• [AIM OF THE EXERCISE]:
The material below must be restated exactly, line by line.
◇ ◇ ◇ ◇ ◇
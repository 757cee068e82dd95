//! JWT Pizza E2E Test Framework
//!
//! This crate drives the storefront through real browser scenarios:
//! - Spawns the storefront dev server as a subprocess
//! - Starts one mock backend per scenario, seeded from the scenario
//! - Renders each declarative YAML scenario to a Playwright script whose
//!   backend calls are forwarded to that mock
//!
//! # Architecture
//!
//! ```text
//! ┌─────────────────────────────────────────────────────────────┐
//! │                    E2E Test Runner (Rust)                   │
//! ├─────────────────────────────────────────────────────────────┤
//! │  TestRunner                                                 │
//! │    ├── start_storefront() -> StorefrontHandle               │
//! │    ├── MockServer::start(seed) per scenario                 │
//! │    └── run_spec(spec) -> TestResult                         │
//! ├─────────────────────────────────────────────────────────────┤
//! │  TestSpec (YAML)                                            │
//! │    ├── name, description, tags                              │
//! │    ├── mock: { logged_in_as? }                              │
//! │    └── steps: [Step]                                        │
//! │          ├── navigate { url }                               │
//! │          ├── click / fill / select { target }               │
//! │          ├── wait { target, state }                         │
//! │          ├── assert { target, visible?, text_contains? }    │
//! │          └── screenshot { name }                            │
//! └─────────────────────────────────────────────────────────────┘
//! ```

pub mod runner;
pub mod spec;
pub mod playwright;
pub mod server;
pub mod error;

pub use runner::TestRunner;
pub use spec::{Locator, TestSpec, TestStep};
pub use error::{E2eError, E2eResult};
◇ ◇ ◇ ◇ ◇
• [SOLUTION TO THE EXERCISE]:
repository 757cee068e82dd95
//! JWT Pizza E2E Test Framework
//!
//! This crate drives the storefront through real browser scenarios:
//! - Spawns the storefront dev server as a subprocess
//! - Starts one mock backend per scenario, seeded from the scenario
//! - Renders each declarative YAML scenario to a Playwright script whose
//!   backend calls are forwarded to that mock
//!
//! # Architecture
//!
//! ```text
//! ┌─────────────────────────────────────────────────────────────┐
//! │                    E2E Test Runner (Rust)                   │
//! ├─────────────────────────────────────────────────────────────┤
//! │  TestRunner                                                 │
//! │    ├── start_storefront() -> StorefrontHandle               │
//! │    ├── MockServer::start(seed) per scenario                 │
//! │    └── run_spec(spec) -> TestResult                         │
//! ├─────────────────────────────────────────────────────────────┤
//! │  TestSpec (YAML)                                            │
//! │    ├── name, description, tags                              │
//! │    ├── mock: { logged_in_as? }                              │
//! │    └── steps: [Step]                                        │
//! │          ├── navigate { url }                               │
//! │          ├── click / fill / select { target }               │
//! │          ├── wait { target, state }                         │
//! │          ├── assert { target, visible?, text_contains? }    │
//! │          └── screenshot { name }                            │
//! └─────────────────────────────────────────────────────────────┘
//! ```

pub mod runner;
pub mod spec;
pub mod playwright;
pub mod server;
pub mod error;

pub use runner::TestRunner;
pub use spec::{Locator, TestSpec, TestStep};
pub use error::{E2eError, E2eResult};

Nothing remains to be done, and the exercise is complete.